WORK ORDER
Below are the records; copy out every line that holds the word "sections".
[[ DATA LISTING open ]]
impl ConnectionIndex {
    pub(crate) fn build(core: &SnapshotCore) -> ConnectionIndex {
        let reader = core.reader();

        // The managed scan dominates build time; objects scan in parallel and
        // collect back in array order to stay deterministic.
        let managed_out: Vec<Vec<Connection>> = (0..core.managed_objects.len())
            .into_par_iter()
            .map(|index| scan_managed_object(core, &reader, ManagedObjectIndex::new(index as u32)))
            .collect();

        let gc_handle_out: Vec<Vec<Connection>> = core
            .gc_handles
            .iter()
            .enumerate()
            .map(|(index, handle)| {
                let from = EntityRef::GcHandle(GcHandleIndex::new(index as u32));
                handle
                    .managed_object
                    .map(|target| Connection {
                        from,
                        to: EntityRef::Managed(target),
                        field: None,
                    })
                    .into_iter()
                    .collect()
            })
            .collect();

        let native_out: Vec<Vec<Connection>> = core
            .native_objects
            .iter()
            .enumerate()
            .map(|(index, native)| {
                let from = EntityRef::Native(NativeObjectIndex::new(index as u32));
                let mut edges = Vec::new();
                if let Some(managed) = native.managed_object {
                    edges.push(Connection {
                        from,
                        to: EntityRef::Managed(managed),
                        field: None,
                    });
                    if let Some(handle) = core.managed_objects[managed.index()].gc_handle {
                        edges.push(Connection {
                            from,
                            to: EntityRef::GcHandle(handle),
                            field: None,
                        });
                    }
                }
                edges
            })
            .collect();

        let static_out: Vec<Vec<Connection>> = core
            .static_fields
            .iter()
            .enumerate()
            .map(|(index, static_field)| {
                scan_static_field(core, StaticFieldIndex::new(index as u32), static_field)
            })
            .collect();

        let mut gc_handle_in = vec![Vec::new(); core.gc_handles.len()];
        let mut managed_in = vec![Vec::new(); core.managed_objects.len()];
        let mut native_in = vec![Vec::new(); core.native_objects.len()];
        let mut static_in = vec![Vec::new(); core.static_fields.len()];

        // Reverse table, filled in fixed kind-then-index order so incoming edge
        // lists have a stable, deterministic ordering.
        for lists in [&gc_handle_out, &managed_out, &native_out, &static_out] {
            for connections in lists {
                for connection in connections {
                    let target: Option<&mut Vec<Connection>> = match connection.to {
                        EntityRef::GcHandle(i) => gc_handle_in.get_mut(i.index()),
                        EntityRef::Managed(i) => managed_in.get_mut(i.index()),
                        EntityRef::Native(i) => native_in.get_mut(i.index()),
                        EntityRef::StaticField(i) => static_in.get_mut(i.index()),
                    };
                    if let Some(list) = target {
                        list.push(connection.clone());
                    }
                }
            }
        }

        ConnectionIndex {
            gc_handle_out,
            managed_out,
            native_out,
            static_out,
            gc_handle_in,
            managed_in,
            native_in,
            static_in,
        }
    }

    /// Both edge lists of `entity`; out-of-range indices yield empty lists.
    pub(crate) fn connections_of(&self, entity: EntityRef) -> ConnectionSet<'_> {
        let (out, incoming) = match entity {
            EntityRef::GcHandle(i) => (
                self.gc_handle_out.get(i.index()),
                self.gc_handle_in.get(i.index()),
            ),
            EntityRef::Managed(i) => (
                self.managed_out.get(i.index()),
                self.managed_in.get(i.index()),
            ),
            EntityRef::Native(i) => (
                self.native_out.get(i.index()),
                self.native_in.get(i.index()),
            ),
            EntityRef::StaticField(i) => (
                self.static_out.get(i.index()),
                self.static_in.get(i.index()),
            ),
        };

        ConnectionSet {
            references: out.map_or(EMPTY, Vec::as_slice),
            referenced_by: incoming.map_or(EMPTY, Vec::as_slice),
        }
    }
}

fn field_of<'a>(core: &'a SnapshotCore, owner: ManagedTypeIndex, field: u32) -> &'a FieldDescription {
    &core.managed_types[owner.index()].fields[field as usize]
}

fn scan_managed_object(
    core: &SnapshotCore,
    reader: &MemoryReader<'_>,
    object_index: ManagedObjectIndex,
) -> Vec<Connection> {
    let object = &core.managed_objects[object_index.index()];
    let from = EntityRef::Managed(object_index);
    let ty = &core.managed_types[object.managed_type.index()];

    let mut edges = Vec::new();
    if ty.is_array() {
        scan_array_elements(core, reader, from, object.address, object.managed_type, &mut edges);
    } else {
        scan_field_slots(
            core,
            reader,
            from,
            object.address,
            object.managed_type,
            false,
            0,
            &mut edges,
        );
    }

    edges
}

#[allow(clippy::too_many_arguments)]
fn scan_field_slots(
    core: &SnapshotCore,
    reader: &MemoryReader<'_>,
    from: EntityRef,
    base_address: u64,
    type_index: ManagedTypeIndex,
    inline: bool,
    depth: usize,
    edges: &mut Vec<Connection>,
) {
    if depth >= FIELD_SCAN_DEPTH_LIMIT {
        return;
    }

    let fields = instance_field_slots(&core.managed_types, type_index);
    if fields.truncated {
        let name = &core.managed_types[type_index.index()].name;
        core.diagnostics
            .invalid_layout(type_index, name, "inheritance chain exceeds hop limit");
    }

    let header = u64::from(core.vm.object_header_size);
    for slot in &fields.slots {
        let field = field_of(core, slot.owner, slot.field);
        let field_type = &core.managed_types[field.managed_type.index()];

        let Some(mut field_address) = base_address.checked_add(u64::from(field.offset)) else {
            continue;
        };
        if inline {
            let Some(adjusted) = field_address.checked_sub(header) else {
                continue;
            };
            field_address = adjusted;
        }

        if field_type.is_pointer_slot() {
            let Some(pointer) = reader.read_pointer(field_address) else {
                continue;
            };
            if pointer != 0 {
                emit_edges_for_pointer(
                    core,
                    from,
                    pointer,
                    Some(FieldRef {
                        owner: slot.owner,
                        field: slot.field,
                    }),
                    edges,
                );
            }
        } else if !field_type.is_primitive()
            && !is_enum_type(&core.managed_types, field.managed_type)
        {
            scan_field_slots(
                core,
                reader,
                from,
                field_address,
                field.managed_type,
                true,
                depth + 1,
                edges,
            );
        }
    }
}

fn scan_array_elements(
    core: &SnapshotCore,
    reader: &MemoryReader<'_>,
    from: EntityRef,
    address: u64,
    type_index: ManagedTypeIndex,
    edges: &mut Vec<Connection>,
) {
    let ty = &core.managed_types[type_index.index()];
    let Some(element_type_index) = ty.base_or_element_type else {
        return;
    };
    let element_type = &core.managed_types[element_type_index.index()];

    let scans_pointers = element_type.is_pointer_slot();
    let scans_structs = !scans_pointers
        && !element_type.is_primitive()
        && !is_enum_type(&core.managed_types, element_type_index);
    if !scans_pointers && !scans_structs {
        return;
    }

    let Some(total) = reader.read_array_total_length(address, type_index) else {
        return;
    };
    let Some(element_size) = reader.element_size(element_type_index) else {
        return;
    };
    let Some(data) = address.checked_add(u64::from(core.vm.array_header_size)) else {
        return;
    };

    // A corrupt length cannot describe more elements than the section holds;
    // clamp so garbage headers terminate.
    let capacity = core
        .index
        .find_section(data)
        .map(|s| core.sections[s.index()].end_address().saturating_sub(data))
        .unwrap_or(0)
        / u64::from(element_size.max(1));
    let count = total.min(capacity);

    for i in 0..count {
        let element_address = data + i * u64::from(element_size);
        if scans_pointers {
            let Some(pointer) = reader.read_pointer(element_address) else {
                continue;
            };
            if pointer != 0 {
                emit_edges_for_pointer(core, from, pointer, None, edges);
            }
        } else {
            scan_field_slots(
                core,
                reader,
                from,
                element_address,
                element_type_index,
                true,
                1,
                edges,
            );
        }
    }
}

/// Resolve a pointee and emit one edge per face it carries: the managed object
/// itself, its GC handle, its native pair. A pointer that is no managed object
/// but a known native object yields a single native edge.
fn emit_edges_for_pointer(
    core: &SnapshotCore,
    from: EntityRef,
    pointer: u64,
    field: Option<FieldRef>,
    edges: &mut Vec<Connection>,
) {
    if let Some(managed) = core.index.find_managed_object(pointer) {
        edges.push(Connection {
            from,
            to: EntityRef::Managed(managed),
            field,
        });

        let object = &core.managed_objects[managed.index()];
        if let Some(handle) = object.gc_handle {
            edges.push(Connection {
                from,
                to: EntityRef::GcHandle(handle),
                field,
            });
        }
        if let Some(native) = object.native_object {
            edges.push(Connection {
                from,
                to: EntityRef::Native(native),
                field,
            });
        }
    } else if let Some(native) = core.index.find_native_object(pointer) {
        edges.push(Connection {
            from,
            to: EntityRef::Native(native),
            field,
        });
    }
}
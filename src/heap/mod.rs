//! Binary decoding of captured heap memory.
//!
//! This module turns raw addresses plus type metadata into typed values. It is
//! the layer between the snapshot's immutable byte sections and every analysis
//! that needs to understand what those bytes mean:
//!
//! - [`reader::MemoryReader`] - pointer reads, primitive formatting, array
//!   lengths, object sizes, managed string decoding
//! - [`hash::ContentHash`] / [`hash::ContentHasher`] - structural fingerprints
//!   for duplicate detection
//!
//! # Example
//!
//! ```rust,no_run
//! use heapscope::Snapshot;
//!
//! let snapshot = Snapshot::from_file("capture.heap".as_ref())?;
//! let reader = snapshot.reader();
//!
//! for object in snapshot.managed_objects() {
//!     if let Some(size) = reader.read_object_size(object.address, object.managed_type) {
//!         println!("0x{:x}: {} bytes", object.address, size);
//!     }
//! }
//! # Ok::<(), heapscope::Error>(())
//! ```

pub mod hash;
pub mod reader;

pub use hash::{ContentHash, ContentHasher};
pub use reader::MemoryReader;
[[ DATA LISTING closed ]]
SOLUTION TO THE PROBLEM
        .map(|s| core.sections[s.index()].end_address().saturating_sub(data))
//! the layer between the snapshot's immutable byte sections and every analysis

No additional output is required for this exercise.